START PROVIDED MATERIAL

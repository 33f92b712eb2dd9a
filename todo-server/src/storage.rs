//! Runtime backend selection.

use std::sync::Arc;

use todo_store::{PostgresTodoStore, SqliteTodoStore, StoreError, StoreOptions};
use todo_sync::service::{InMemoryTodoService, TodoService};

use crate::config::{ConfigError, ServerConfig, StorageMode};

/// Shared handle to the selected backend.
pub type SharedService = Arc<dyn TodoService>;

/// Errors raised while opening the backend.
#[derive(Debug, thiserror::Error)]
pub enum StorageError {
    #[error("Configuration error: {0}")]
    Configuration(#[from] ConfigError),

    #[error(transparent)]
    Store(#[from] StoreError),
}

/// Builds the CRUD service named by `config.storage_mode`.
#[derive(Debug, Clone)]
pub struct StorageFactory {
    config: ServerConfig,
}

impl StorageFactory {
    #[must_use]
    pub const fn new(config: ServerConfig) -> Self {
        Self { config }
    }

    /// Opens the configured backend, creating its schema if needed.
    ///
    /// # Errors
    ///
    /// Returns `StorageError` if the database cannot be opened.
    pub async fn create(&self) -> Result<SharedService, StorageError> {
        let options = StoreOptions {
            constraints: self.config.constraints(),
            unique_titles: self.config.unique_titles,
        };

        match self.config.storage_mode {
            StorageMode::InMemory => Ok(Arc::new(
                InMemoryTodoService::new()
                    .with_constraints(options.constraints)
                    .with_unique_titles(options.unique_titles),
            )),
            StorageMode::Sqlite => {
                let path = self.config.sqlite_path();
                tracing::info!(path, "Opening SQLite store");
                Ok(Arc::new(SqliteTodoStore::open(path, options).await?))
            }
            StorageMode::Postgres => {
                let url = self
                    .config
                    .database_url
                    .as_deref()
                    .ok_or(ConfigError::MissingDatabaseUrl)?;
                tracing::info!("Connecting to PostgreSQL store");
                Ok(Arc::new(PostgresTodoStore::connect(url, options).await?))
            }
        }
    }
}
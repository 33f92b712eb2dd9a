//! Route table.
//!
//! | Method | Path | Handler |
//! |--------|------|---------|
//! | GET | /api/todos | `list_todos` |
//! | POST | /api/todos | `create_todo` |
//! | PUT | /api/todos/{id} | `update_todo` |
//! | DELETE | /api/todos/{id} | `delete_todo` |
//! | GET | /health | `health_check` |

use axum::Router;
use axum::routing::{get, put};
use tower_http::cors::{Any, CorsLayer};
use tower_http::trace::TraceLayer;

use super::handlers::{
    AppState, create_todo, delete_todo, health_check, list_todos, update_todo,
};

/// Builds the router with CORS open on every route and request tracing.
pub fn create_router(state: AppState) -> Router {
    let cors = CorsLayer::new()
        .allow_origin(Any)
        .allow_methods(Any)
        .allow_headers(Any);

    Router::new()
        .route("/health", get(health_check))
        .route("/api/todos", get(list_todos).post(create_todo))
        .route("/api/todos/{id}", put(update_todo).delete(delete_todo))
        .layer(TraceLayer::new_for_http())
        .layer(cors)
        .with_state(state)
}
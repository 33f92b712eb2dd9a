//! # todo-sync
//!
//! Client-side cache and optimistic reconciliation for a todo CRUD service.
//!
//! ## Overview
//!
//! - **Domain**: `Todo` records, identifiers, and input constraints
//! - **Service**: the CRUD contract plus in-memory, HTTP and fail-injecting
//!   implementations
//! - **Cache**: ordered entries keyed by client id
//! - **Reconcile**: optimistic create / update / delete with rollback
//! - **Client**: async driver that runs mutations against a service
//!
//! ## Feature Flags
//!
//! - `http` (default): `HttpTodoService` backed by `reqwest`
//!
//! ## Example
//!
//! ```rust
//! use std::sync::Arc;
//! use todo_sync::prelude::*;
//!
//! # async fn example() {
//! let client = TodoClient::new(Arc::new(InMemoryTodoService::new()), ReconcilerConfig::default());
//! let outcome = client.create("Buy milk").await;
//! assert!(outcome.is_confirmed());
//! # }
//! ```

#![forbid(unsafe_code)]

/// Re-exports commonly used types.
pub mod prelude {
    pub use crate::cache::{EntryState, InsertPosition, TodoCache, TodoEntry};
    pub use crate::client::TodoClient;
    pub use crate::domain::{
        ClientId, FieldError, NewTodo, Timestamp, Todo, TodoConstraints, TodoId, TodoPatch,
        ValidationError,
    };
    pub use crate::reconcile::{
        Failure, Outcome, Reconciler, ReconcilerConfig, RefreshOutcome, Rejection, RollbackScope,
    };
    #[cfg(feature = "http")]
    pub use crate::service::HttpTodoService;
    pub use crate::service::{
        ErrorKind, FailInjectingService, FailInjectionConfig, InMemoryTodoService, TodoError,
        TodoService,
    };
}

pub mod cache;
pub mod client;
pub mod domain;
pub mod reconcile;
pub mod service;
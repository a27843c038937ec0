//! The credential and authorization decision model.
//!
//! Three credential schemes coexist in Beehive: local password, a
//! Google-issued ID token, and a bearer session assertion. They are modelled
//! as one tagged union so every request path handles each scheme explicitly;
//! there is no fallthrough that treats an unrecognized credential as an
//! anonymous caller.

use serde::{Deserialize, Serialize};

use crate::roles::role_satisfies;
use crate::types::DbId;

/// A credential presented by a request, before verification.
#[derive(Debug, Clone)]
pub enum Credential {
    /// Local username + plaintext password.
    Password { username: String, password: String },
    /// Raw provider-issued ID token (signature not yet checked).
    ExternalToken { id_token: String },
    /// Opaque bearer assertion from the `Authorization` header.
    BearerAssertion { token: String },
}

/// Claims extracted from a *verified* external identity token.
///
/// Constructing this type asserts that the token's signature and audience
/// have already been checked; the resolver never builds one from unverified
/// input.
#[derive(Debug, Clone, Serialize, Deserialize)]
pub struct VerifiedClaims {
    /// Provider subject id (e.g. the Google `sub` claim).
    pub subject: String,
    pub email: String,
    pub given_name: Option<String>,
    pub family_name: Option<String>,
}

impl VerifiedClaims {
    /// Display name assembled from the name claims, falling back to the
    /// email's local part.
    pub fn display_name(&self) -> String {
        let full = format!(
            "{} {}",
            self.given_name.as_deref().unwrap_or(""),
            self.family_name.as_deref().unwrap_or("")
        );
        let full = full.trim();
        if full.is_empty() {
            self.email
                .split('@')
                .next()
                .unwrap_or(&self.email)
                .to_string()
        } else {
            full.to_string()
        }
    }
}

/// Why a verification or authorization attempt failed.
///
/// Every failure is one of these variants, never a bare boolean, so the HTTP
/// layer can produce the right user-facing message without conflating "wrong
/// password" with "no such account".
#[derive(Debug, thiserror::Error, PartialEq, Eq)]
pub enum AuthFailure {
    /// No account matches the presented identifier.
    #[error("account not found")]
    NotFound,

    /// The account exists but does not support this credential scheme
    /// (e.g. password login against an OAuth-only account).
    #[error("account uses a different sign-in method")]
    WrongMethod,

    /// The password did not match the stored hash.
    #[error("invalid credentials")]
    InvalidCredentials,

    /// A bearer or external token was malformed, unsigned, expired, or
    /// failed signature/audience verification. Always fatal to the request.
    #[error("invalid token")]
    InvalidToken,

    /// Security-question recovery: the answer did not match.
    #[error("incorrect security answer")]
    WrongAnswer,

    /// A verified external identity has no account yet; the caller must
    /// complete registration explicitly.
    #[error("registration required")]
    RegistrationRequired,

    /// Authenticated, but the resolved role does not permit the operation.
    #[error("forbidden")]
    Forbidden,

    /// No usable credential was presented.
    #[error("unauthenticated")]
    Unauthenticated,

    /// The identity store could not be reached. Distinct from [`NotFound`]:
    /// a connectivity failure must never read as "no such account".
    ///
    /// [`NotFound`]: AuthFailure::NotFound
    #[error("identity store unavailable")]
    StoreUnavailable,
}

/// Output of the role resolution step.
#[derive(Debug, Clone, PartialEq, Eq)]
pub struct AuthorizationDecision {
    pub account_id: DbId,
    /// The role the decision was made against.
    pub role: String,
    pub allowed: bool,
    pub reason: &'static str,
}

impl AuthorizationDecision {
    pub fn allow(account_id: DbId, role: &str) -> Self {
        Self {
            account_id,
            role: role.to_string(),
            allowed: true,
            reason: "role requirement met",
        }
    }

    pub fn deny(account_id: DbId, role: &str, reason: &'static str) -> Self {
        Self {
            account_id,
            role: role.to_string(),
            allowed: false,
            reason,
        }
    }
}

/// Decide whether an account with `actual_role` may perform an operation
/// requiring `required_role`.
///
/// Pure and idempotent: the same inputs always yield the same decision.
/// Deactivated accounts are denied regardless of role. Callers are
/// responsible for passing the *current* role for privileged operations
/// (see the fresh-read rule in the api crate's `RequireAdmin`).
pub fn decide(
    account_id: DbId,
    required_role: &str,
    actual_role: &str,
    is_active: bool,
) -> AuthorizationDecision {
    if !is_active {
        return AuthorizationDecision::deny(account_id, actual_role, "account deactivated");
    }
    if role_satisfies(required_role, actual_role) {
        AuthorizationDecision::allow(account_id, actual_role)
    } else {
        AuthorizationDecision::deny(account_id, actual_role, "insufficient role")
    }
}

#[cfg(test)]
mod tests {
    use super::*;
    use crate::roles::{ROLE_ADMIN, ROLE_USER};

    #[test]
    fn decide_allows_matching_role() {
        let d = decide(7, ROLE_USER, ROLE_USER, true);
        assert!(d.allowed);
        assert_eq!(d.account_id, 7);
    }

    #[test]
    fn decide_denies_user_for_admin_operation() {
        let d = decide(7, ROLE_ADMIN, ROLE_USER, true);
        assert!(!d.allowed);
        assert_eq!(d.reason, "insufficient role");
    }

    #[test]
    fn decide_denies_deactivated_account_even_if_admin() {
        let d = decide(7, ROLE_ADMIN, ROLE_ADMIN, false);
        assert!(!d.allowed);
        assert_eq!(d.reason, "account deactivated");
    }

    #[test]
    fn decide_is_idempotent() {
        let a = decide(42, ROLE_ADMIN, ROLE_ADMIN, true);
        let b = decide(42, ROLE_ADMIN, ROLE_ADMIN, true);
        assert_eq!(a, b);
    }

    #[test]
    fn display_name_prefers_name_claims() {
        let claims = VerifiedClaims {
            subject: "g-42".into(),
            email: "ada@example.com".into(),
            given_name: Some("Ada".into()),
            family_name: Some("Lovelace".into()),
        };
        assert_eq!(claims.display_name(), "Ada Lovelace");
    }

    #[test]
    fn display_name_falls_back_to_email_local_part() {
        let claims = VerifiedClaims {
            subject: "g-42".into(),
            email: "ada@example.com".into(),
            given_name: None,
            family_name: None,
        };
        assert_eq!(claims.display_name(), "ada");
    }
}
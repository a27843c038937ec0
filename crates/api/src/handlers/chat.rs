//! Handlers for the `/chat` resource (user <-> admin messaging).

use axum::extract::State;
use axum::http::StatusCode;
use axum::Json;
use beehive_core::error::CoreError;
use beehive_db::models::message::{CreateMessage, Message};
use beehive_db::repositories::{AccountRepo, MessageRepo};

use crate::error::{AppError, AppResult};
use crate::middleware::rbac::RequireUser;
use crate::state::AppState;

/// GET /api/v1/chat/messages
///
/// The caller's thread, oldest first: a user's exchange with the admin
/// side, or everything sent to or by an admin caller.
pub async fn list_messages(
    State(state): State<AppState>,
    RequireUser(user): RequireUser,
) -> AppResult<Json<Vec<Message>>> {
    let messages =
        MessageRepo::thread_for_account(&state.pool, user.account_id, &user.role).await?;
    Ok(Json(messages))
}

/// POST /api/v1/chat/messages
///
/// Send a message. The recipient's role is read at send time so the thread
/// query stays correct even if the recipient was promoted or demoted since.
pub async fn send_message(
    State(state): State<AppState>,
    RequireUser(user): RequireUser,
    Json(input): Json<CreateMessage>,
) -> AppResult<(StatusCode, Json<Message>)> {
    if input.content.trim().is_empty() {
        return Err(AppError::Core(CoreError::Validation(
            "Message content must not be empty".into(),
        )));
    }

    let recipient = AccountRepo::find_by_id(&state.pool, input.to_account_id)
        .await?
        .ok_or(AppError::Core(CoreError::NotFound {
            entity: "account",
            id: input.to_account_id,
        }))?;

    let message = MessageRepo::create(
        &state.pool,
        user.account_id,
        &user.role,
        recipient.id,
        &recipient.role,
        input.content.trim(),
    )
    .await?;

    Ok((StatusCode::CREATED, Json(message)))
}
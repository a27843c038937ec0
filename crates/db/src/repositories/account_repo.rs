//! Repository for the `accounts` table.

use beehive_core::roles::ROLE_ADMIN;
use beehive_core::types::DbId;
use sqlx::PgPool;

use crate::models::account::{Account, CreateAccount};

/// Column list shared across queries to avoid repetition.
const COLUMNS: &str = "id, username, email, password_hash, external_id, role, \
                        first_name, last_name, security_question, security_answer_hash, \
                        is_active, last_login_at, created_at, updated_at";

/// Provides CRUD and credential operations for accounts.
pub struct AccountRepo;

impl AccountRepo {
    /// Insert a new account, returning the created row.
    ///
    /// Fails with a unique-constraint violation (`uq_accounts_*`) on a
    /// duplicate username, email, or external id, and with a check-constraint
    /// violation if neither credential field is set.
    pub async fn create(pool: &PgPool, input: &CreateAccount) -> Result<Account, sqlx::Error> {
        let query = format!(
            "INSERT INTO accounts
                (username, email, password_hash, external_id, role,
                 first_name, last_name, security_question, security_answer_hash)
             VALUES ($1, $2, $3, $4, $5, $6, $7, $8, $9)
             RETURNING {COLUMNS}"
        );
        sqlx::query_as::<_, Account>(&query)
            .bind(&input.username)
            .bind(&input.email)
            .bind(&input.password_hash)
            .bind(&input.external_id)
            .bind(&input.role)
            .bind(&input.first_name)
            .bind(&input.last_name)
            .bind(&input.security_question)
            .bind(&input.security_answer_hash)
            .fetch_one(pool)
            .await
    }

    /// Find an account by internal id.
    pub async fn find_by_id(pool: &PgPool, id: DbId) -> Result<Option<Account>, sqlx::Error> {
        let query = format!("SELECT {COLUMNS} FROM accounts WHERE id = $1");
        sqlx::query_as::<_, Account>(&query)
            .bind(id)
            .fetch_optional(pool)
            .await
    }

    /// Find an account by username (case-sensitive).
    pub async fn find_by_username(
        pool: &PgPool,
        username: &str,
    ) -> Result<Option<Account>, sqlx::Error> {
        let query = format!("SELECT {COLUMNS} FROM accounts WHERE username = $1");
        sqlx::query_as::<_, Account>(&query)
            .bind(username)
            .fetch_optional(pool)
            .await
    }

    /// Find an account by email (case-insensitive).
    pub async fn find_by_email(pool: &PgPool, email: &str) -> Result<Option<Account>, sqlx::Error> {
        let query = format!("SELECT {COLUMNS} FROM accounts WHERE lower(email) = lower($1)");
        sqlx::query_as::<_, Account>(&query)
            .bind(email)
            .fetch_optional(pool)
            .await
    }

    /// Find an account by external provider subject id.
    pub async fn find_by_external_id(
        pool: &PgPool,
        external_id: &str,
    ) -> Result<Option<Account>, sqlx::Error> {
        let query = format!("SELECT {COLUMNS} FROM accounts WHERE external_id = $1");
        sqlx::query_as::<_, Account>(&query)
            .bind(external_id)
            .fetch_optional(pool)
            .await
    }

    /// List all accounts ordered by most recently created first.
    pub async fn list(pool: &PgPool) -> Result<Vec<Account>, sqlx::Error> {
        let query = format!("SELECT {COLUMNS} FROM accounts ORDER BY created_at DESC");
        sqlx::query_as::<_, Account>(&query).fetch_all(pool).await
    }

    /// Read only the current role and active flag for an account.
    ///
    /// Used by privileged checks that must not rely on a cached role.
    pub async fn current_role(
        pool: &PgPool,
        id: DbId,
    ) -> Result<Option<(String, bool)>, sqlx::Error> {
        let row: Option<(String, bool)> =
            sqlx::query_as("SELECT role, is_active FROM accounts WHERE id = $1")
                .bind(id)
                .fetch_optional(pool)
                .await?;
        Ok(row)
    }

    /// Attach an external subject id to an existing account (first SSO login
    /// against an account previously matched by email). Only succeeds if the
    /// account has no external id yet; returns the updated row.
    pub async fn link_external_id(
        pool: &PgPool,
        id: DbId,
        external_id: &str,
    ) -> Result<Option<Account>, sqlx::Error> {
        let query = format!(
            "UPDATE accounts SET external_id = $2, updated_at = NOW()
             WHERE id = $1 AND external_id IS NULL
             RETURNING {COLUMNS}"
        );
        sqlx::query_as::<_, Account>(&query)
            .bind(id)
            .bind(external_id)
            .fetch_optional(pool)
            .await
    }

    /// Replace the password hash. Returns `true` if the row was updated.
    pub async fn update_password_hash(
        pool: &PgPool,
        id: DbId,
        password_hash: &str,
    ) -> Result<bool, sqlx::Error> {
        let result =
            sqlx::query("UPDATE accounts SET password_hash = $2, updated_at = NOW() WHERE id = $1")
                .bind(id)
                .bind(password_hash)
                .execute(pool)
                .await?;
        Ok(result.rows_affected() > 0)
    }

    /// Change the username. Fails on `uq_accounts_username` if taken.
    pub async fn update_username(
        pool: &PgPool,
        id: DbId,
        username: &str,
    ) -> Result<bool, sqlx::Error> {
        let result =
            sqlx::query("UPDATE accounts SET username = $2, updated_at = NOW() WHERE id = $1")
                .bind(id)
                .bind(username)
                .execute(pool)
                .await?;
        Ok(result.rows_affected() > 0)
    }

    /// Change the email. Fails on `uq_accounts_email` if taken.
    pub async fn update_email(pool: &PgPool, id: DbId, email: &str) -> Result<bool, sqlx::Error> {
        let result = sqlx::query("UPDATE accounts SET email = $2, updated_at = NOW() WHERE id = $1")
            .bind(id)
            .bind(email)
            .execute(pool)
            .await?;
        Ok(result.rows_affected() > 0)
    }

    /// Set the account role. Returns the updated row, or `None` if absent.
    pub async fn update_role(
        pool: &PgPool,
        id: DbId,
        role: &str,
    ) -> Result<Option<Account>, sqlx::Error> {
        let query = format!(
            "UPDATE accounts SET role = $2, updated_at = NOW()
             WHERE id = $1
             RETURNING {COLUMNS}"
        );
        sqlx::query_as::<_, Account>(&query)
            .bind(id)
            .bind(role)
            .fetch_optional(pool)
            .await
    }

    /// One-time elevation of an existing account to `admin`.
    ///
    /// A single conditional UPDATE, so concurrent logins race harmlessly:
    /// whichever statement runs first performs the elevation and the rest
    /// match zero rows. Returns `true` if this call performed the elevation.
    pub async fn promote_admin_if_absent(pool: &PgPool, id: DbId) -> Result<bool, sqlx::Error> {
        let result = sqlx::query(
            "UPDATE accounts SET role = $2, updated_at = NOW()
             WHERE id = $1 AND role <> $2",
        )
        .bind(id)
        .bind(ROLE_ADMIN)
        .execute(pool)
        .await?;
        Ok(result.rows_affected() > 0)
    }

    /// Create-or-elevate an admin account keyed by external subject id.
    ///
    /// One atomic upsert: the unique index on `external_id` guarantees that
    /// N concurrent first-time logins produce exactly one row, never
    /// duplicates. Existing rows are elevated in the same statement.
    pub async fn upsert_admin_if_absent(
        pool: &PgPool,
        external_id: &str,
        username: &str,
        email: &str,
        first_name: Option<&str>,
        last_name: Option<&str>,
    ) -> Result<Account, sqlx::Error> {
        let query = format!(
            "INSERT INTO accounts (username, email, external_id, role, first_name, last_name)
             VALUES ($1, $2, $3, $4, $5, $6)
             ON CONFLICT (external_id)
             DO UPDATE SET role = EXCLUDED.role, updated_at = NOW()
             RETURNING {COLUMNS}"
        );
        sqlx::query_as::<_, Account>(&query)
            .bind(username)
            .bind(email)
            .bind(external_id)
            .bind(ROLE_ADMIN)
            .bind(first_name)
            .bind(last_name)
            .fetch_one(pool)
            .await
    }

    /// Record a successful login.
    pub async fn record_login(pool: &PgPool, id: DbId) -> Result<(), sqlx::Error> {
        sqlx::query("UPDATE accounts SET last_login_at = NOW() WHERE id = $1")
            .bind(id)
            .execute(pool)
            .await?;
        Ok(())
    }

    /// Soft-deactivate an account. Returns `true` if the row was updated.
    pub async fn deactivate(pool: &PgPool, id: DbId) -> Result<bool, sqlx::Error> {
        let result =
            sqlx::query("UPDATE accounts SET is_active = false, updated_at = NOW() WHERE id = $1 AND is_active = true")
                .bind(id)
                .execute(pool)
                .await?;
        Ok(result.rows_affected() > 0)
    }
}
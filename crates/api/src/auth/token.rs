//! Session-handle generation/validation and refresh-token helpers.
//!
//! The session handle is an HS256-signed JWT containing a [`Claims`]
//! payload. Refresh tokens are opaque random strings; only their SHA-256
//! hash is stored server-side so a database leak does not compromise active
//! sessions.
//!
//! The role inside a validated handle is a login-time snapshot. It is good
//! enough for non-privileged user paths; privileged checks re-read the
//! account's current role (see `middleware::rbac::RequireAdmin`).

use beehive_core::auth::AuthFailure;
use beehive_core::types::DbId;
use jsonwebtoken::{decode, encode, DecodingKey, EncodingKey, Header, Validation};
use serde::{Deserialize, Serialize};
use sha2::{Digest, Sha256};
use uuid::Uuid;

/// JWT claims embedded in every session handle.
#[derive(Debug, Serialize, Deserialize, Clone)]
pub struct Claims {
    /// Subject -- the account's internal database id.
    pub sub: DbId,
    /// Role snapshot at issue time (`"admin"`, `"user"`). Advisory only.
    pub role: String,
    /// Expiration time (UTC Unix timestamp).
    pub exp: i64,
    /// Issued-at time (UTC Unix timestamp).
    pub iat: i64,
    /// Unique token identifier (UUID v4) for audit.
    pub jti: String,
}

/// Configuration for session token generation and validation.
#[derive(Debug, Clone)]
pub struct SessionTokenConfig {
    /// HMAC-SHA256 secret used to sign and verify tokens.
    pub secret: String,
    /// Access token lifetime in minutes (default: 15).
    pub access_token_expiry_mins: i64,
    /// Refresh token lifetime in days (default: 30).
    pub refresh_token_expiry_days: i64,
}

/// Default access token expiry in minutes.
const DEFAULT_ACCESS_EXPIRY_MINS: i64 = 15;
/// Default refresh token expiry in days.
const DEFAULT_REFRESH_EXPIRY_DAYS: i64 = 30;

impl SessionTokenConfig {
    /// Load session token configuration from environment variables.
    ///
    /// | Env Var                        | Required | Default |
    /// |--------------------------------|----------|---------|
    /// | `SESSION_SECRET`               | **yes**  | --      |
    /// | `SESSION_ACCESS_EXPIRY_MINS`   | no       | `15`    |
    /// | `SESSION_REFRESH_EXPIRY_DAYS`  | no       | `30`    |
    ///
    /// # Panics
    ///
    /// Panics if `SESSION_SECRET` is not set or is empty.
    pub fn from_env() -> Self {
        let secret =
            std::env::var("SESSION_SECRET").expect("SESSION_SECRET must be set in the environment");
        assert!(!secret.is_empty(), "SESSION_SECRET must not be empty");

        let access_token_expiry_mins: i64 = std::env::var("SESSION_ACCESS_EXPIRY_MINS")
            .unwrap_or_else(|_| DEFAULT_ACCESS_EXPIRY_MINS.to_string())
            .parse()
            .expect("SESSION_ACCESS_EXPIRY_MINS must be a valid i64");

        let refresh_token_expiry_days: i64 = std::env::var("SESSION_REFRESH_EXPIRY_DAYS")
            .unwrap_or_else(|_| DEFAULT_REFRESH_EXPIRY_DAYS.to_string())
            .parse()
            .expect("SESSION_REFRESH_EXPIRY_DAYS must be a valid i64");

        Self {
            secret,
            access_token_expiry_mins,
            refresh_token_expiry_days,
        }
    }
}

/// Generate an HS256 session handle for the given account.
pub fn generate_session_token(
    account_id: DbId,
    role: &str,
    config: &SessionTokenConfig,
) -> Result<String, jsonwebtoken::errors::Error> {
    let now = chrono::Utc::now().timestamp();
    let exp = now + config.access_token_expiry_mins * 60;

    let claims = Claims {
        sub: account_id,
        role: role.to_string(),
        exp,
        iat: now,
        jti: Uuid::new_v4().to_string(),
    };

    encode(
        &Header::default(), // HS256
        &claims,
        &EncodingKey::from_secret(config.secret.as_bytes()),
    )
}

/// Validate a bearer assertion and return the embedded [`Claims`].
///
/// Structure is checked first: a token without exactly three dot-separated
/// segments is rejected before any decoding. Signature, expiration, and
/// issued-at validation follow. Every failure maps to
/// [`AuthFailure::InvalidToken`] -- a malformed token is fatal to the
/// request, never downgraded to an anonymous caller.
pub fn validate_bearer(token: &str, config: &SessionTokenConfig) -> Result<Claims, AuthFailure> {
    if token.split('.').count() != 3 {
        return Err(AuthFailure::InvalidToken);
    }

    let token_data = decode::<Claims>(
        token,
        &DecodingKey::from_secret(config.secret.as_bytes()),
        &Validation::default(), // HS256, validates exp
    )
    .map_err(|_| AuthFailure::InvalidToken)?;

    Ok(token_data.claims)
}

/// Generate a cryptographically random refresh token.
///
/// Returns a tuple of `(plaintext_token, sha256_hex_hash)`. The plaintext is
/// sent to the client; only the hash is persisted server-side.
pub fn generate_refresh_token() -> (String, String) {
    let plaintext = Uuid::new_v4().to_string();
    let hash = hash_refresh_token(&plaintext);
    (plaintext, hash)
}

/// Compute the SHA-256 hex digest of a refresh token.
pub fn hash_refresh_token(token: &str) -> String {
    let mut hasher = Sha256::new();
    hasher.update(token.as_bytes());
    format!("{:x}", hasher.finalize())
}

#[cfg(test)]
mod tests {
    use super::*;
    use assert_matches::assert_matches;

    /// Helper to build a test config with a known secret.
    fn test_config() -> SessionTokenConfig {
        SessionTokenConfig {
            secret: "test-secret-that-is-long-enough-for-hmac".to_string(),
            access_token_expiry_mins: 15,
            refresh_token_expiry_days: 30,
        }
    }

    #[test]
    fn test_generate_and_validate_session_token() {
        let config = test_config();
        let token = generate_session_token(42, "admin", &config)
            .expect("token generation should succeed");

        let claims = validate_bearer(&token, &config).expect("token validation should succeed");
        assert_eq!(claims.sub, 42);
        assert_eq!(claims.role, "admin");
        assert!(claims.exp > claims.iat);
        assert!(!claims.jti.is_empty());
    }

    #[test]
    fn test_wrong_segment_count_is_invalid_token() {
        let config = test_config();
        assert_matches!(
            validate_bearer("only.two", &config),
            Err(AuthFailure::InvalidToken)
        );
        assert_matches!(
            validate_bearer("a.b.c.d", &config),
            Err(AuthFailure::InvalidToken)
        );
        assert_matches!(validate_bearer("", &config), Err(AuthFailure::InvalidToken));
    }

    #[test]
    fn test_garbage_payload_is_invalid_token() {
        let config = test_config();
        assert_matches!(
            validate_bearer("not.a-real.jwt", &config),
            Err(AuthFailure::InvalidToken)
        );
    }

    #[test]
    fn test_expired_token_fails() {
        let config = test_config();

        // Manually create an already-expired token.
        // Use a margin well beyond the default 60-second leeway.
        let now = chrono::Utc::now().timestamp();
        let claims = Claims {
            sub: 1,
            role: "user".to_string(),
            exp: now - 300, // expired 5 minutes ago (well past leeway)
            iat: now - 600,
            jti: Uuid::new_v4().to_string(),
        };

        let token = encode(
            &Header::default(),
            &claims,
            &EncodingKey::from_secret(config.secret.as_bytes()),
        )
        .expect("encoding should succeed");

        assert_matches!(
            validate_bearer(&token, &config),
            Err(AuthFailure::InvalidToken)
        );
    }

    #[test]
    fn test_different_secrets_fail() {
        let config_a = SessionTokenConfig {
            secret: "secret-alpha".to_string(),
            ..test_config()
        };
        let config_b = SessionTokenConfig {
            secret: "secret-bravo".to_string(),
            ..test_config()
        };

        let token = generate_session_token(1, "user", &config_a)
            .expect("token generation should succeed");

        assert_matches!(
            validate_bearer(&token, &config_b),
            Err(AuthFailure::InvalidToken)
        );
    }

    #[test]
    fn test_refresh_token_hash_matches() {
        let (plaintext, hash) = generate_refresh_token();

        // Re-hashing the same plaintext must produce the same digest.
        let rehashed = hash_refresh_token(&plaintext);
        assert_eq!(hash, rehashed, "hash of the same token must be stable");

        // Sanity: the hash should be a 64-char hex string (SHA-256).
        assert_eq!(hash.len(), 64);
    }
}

END PROVIDED MATERIAL

• [YOUR INSTRUCTIONS]:
Could you restate word for word the lines above from the one containing "authorization decision model." through the one containing "Opaque bearer assertion", both included, and nothing else?

• [RESULT]:
//! The credential and authorization decision model.
//!
//! Three credential schemes coexist in Beehive: local password, a
//! Google-issued ID token, and a bearer session assertion. They are modelled
//! as one tagged union so every request path handles each scheme explicitly;
//! there is no fallthrough that treats an unrecognized credential as an
//! anonymous caller.

use serde::{Deserialize, Serialize};

use crate::roles::role_satisfies;
use crate::types::DbId;

/// A credential presented by a request, before verification.
#[derive(Debug, Clone)]
pub enum Credential {
    /// Local username + plaintext password.
    Password { username: String, password: String },
    /// Raw provider-issued ID token (signature not yet checked).
    ExternalToken { id_token: String },
    /// Opaque bearer assertion from the `Authorization` header.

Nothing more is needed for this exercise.